Annuitizing an investment is the equivalent of getting out of the game and cashing in your chips. Generally this means looking for a steady income and in return giving up the chance of hitting the jackpot in the future. But should you accept the risk of losing an opportunity in exchange for a secure return? The best way to start to answer that question is to look at what is going on around you.

As illustrated above, people are living longer. Thus the possibility of you outliving your savings is greater now than ever. And further medical advances will only improve your chances of living a long, active life. A fixed or immediate annuity may provide a steady income that you cannot outlive. (Guarantees are based on the claims-paying ability of the annuity company. The purchase of an annuity may incur substantial fees and charges. Be sure to understand these fully.)

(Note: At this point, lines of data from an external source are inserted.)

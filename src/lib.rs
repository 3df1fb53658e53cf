// src/lib.rs
//
// Núcleo de orquestração do gerenciamento de clientes: lista de clientes,
// sessão de edição do agregado (cliente + seis coleções dependentes),
// modais genéricos de entidade e regras de acesso. A camada de transporte,
// a autenticação e a interface visual ficam fora deste crate e entram
// pelas traits de `api`, `auth` e `notificacao`.

pub mod api;
pub mod auth;
pub mod common;
pub mod config;
pub mod models;
pub mod notificacao;
pub mod services;

// Reexports principais
pub use common::error::{AppError, ErroRemoto};
pub use config::ConfiguracaoPainel;
pub use services::painel::PainelClientes;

Additionally, income from annuitization may possibly be taxed more efficiently. This may give you more money to spend when compared to other ways of generating revenue. This is so because part of the proceeds from an immediate annuity is considered a return of your initial investment. Therefore, it is tax-free. The “exclusion ratio” is determined by your age and the length of the payout schedule you select. (IRAs and other retirement plans might not qualify for the exclusion. Consult with your tax professional.)

The key point here, is that by making an annuity part of your retirement planning you have several things going for you:

  1. The annuity gives you a guaranteed check for life.
  2. Social Security gives you a second leg on the chair.
  3. Your IRA/401k savings gave you the third leg to ensure you have steady income for as long as you live.